"Priests at a masked ball! You might as well expect to find Turks
performing high mass in the cathedral. But supposing you did meet
with priests at the palace, what then?"
"Nothing," said Nanina, constrainedly. She turned pale, and
walked away as she spoke. Her great dread, in returning to Pisa,
was the dread of meeting with Father Rocco again. She had never
forgotten her first discovery at Florence of his distrust of her.
The bare thought of seeing him any more, after her faith in him
had been shaken forever, made her feel faint and sick at heart.
"To-morrow, in the housekeeper's room," said the steward, putting
on his hat, "you will find your new dress all ready for you."
Nanina courtesied, and ventured on no more objections.

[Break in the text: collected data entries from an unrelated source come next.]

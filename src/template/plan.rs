//! Template statistics precomputed once per matcher.

use crate::image::ImageView;
use crate::util::math::ENERGY_EPS;

/// Template pixels widened to `f64` together with their moments.
///
/// All six metrics are expressed through the window sums `ΣI`, `ΣI²` and
/// `ΣI·T`, so the plan only needs `ΣT`, `ΣT²` and the raw values.
#[derive(Clone, Debug)]
pub struct TemplatePlan {
    width: usize,
    height: usize,
    values: Vec<f64>,
    sum: f64,
    sum_sq: f64,
}

impl TemplatePlan {
    /// Builds a plan from a template view.
    pub fn from_view(tpl: ImageView<'_, u8>) -> Self {
        let width = tpl.width();
        let height = tpl.height();
        let mut values = Vec::with_capacity(width * height);
        let span = &tpl.as_slice()[..tpl.span_len()];
        for row in span.chunks(tpl.stride()) {
            values.extend(row[..width].iter().map(|&v| f64::from(v)));
        }
        let sum = values.iter().sum();
        let sum_sq = values.iter().map(|v| v * v).sum();
        Self {
            width,
            height,
            values,
            sum,
            sum_sq,
        }
    }

    /// Returns the template width in pixels.
    pub fn width(&self) -> usize {
        self.width
    }

    /// Returns the template height in pixels.
    pub fn height(&self) -> usize {
        self.height
    }

    /// Number of template pixels.
    pub fn len(&self) -> usize {
        self.values.len()
    }

    /// Always false; templates have at least one pixel.
    pub fn is_empty(&self) -> bool {
        self.values.is_empty()
    }

    /// Returns the template values in row-major order.
    pub fn values(&self) -> &[f64] {
        &self.values
    }

    /// Sum of template intensities.
    pub fn sum(&self) -> f64 {
        self.sum
    }

    /// Sum of squared template intensities (squared Euclidean norm).
    pub fn sum_sq(&self) -> f64 {
        self.sum_sq
    }

    /// Mean template intensity.
    pub fn mean(&self) -> f64 {
        self.sum / self.len() as f64
    }

    /// Sum of squared deviations from the mean, `Σ(T − mean)²`.
    pub fn centered_energy(&self) -> f64 {
        self.scaled_centered_energy() / self.len() as f64
    }

    /// `n·ΣT² − (ΣT)²`, which stays an exact integer for 8-bit templates.
    pub(crate) fn scaled_centered_energy(&self) -> f64 {
        (self.len() as f64 * self.sum_sq - self.sum * self.sum).max(0.0)
    }

    /// True when every pixel is zero.
    pub fn has_zero_energy(&self) -> bool {
        self.sum_sq <= ENERGY_EPS
    }

    /// True when every pixel has the same value.
    pub fn has_zero_variance(&self) -> bool {
        self.scaled_centered_energy() <= ENERGY_EPS
    }
}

The
prospect of securing a home for a whole year to come among people
whom she knew, reconciled her--influenced as she was also by
Marta Angrisani's advice, and by her sister's anxiety for the
promised present--to brave the trial of appearing at the ball.
"What a comfort to have it all settled at last," said the
steward, as soon as he was out again in the street. "We shall see
what the marquis says now. If he doesn't apologize for calling me
a scoundrel the moment he sets eyes on Number Thirty, he is the
most ungrateful nobleman that ever existed."
Arriving in front of the palace, the steward found workmen
engaged in planning the external decorations and illuminations
for the night of the ball.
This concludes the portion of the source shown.